On Wednesday, Drinks Trade attended this masterclass put on by the Champagne Bureau Australia in partnership with wine writer Huon Hooke. Included in the tasting were 16 wines divided into four brackets, each carefully chosen to re-educate wine industry professionals about the diversity of Champagne and to give insight as to how it should be sold.

John Noble, Director of the Champagne Bureau Australia, said, “there's a lot more quantitative data that we can use to point to exact trends with export; but with today's four brackets, really the basis of the structure was in qualitative data from talking to our market.

“The professionals that we target - so the people who are the coalface of wine service and wine sales - when you look at the influence they have on the consumer, they're the ones who can showcase these emerging ideas around champagne.”

Australia is currently the sixth biggest Champagne market globally, however current economic pressures have seen Champagne exports decline over the past two years. When asked what advice he’d give to trade, Noble says that building relationships with suppliers is key.

“A majority of people who drink Champagne in restaurants drink it by the glass, and there are a lot of decisions that get made in that choice that are not only the cost for the bottle but also other wines/spirits the company may sell,” he said.
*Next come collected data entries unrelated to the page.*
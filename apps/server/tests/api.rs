use axum::{
    body::{to_bytes, Body},
    http::{header, Method, Request, StatusCode},
};
use chrono::{Duration, Utc};
use hivebook_server::{api::app_router, build_state, config::Config};
use serde_json::{json, Value};
use tempfile::tempdir;
use tower::ServiceExt;

/// Router in single-user mode, no token needed.
async fn build_local_router(dir: &tempfile::TempDir) -> axum::Router {
    let db_path = dir.path().join("test.db").to_string_lossy().to_string();
    let config = Config::from_lookup(|key| match key {
        "HB_DB_PATH" => Some(db_path.clone()),
        _ => None,
    })
    .unwrap();
    let state = build_state(&config).await.unwrap();
    app_router(state, &config).unwrap()
}

async fn call(app: &axum::Router, method: Method, uri: &str, body: Option<Value>) -> (StatusCode, Value) {
    let mut builder = Request::builder().method(method).uri(uri);
    let body = match body {
        Some(value) => {
            builder = builder.header(header::CONTENT_TYPE, "application/json");
            Body::from(value.to_string())
        }
        None => Body::empty(),
    };
    let response = app.clone().oneshot(builder.body(body).unwrap()).await.unwrap();
    let status = response.status();
    let bytes = to_bytes(response.into_body(), usize::MAX).await.unwrap();
    let value = if bytes.is_empty() {
        Value::Null
    } else {
        serde_json::from_slice(&bytes).unwrap()
    };
    (status, value)
}

fn days_ago(days: i64) -> String {
    (Utc::now().date_naive() - Duration::days(days)).to_string()
}

#[tokio::test]
async fn dashboard_reports_window_totals() {
    let dir = tempdir().unwrap();
    let app = build_local_router(&dir).await;

    let (status, _) = call(
        &app,
        Method::POST,
        "/api/v1/harvests",
        Some(json!({ "harvestedOn": days_ago(2), "product": "HONEY", "amount": 12.5, "unit": "kg" })),
    )
    .await;
    assert_eq!(status, StatusCode::OK);
    call(
        &app,
        Method::POST,
        "/api/v1/incomes",
        Some(json!({ "receivedOn": days_ago(2), "amount": 40, "source": "Market" })),
    )
    .await;
    call(
        &app,
        Method::POST,
        "/api/v1/expenses",
        Some(json!({ "spentOn": days_ago(5), "amount": 15, "category": "Jars" })),
    )
    .await;
    // Outside the 30 day window.
    call(
        &app,
        Method::POST,
        "/api/v1/incomes",
        Some(json!({ "receivedOn": days_ago(100), "amount": 1000, "source": "Nucs" })),
    )
    .await;

    let (status, view) = call(&app, Method::GET, "/api/v1/dashboard?window=30d", None).await;
    assert_eq!(status, StatusCode::OK);
    assert_eq!(view["window"], "30d");
    assert_eq!(view["series"]["granularity"], "day");
    assert_eq!(view["series"]["points"].as_array().unwrap().len(), 2);
    assert_eq!(view["totals"]["harvest"], 12.5);
    assert_eq!(view["totals"]["income"], 40.0);
    assert_eq!(view["totals"]["expenses"], 15.0);

    let (_, view) = call(&app, Method::GET, "/api/v1/dashboard?window=5y", None).await;
    assert_eq!(view["series"]["granularity"], "year");
    assert_eq!(view["totals"]["income"], 1040.0);

    let (status, body) = call(&app, Method::GET, "/api/v1/dashboard?window=2w", None).await;
    assert_eq!(status, StatusCode::BAD_REQUEST);
    assert_eq!(body["code"], 400);
}

#[tokio::test]
async fn dashboard_sees_new_records_immediately() {
    let dir = tempdir().unwrap();
    let app = build_local_router(&dir).await;

    let (_, view) = call(&app, Method::GET, "/api/v1/dashboard", None).await;
    assert_eq!(view["totals"]["income"], 0.0);

    call(
        &app,
        Method::POST,
        "/api/v1/incomes",
        Some(json!({ "receivedOn": days_ago(1), "amount": 25, "source": "Market" })),
    )
    .await;

    let (_, view) = call(&app, Method::GET, "/api/v1/dashboard", None).await;
    assert_eq!(view["totals"]["income"], 25.0);
}

#[tokio::test]
async fn invoice_books_and_removes_its_income() {
    let dir = tempdir().unwrap();
    let app = build_local_router(&dir).await;
    let invoice = json!({
        "invoiceNumber": "2024-001",
        "customerName": "Farm stand",
        "issuedOn": days_ago(3),
        "items": [
            { "description": "1 lb jar", "quantity": 12, "unitPrice": 9.5 },
            { "description": "Comb honey", "quantity": 2, "unitPrice": 15 }
        ]
    });

    let (status, created) = call(&app, Method::POST, "/api/v1/invoices", Some(invoice.clone())).await;
    assert_eq!(status, StatusCode::OK);
    assert_eq!(created["incomePending"], false);
    assert_eq!(created["total"], 144.0);
    let invoice_id = created["id"].as_str().unwrap().to_string();

    let (_, incomes) = call(&app, Method::GET, "/api/v1/incomes", None).await;
    let incomes = incomes.as_array().unwrap().clone();
    assert_eq!(incomes.len(), 1);
    assert_eq!(incomes[0]["invoiceId"], invoice_id.as_str());
    assert_eq!(incomes[0]["source"], "Invoice 2024-001");

    let (_, view) = call(&app, Method::GET, "/api/v1/dashboard", None).await;
    assert_eq!(view["totals"]["income"], 144.0);

    let (status, _) = call(&app, Method::POST, "/api/v1/invoices", Some(invoice)).await;
    assert_eq!(status, StatusCode::CONFLICT);

    let (status, paid) = call(
        &app,
        Method::PUT,
        &format!("/api/v1/invoices/{invoice_id}/status"),
        Some(json!({ "status": "PAID" })),
    )
    .await;
    assert_eq!(status, StatusCode::OK);
    assert_eq!(paid["status"], "PAID");

    let (status, _) = call(
        &app,
        Method::DELETE,
        &format!("/api/v1/invoices/{invoice_id}"),
        None,
    )
    .await;
    assert_eq!(status, StatusCode::NO_CONTENT);

    let (_, incomes) = call(&app, Method::GET, "/api/v1/incomes", None).await;
    assert_eq!(incomes, json!([]));
    let (_, view) = call(&app, Method::GET, "/api/v1/dashboard", None).await;
    assert_eq!(view["totals"]["income"], 0.0);

    let (status, report) = call(&app, Method::POST, "/api/v1/invoices/reconcile", None).await;
    assert_eq!(status, StatusCode::OK);
    assert_eq!(report["repaired"], 0);
}

#[tokio::test]
async fn validation_and_missing_records() {
    let dir = tempdir().unwrap();
    let app = build_local_router(&dir).await;

    let (status, body) = call(
        &app,
        Method::POST,
        "/api/v1/expenses",
        Some(json!({ "spentOn": days_ago(1), "amount": -3, "category": "Fuel" })),
    )
    .await;
    assert_eq!(status, StatusCode::BAD_REQUEST);
    assert_eq!(body["code"], 400);

    let (status, _) = call(&app, Method::GET, "/api/v1/swarm-traps/missing", None).await;
    assert_eq!(status, StatusCode::NOT_FOUND);

    let (status, _) = call(&app, Method::DELETE, "/api/v1/inventory/missing", None).await;
    assert_eq!(status, StatusCode::NOT_FOUND);

    let (status, _) = call(&app, Method::GET, "/api/v1/hives/missing/inspections", None).await;
    assert_eq!(status, StatusCode::NOT_FOUND);
}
“We've got a lot of the somms from Quay [here today], and their wine list for Champagne is like 12 pages long, but their Champagne list is a love letter to Charles Heidsieck, they’ve worked with that company for a long, long time. They sell all of the cuvées. They organise to get back vintages so that you can drink a wine from the 1990s… I think that is the key: if you're a business selling Champagne to consumers, find a really great supplier/importer/representative that you can have to develop a relationship and talk to those kinds of factors and coordinate those really special moments.”

Another growing opportunity for sales of Champagne in Australia is the magnum bottle format.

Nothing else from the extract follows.